Saved entries

-=-=-

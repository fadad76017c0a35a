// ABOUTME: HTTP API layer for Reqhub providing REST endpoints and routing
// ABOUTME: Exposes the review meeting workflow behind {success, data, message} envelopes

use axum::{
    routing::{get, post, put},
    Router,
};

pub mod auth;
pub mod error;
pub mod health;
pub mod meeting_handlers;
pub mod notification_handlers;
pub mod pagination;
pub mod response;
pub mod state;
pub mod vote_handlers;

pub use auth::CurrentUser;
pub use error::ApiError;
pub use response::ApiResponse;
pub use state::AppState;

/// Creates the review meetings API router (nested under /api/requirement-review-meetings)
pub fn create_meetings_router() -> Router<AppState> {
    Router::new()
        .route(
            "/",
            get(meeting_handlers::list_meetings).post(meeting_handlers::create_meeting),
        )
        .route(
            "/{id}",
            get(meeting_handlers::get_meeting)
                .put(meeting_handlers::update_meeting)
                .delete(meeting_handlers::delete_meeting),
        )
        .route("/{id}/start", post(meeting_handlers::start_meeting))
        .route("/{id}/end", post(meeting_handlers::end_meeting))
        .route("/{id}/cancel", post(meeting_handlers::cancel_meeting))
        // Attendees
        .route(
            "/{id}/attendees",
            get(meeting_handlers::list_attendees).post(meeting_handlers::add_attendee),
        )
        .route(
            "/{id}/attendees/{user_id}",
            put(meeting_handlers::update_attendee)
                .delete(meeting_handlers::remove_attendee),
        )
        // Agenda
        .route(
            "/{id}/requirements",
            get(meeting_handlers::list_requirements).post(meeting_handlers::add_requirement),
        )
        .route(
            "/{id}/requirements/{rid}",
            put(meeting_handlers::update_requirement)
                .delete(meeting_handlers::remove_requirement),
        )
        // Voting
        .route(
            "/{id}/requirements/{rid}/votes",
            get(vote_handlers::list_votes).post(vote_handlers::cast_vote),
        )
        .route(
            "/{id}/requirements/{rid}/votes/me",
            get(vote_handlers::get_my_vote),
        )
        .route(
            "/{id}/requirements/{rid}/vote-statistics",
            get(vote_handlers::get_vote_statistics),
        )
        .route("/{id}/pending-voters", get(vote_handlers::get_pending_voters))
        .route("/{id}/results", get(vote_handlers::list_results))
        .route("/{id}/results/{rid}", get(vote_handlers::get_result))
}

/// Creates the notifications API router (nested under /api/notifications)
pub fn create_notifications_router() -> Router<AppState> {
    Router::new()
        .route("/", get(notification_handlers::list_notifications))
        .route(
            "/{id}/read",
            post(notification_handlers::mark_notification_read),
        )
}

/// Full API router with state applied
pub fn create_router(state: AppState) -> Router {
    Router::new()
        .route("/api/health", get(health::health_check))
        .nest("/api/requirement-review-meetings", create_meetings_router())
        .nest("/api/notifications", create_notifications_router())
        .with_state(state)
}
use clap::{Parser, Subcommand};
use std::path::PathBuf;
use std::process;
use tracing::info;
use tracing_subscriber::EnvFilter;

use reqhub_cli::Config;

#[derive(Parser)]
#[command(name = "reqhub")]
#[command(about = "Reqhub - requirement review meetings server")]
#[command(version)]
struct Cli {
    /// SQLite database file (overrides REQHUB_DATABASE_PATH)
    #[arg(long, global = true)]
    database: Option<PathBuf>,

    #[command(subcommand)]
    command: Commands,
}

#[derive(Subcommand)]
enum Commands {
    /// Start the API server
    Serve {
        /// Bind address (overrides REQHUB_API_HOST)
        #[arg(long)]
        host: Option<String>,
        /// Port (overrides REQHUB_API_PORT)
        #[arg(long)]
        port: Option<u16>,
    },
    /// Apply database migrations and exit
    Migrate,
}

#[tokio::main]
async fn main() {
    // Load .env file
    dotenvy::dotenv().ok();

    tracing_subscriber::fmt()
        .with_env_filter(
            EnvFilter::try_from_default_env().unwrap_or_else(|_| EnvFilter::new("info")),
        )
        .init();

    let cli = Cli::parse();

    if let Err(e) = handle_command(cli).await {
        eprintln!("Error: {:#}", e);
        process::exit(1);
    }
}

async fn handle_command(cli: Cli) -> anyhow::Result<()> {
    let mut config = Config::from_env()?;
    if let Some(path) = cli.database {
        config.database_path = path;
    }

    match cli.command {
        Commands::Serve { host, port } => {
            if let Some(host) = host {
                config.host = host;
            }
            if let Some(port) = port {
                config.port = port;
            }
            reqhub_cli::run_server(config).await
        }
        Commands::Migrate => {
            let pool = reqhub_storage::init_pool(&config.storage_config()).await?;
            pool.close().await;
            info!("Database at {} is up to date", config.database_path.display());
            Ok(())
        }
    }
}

-=-=-

Task to carry out —
Your task is to write out, exactly, the line that holds "reqhub_cli::run_server(config).await" and every line after it until the records end.

Output for this exercise —
            reqhub_cli::run_server(config).await
        }
        Commands::Migrate => {
            let pool = reqhub_storage::init_pool(&config.storage_config()).await?;
            pool.close().await;
            info!("Database at {} is up to date", config.database_path.display());
            Ok(())
        }
    }
}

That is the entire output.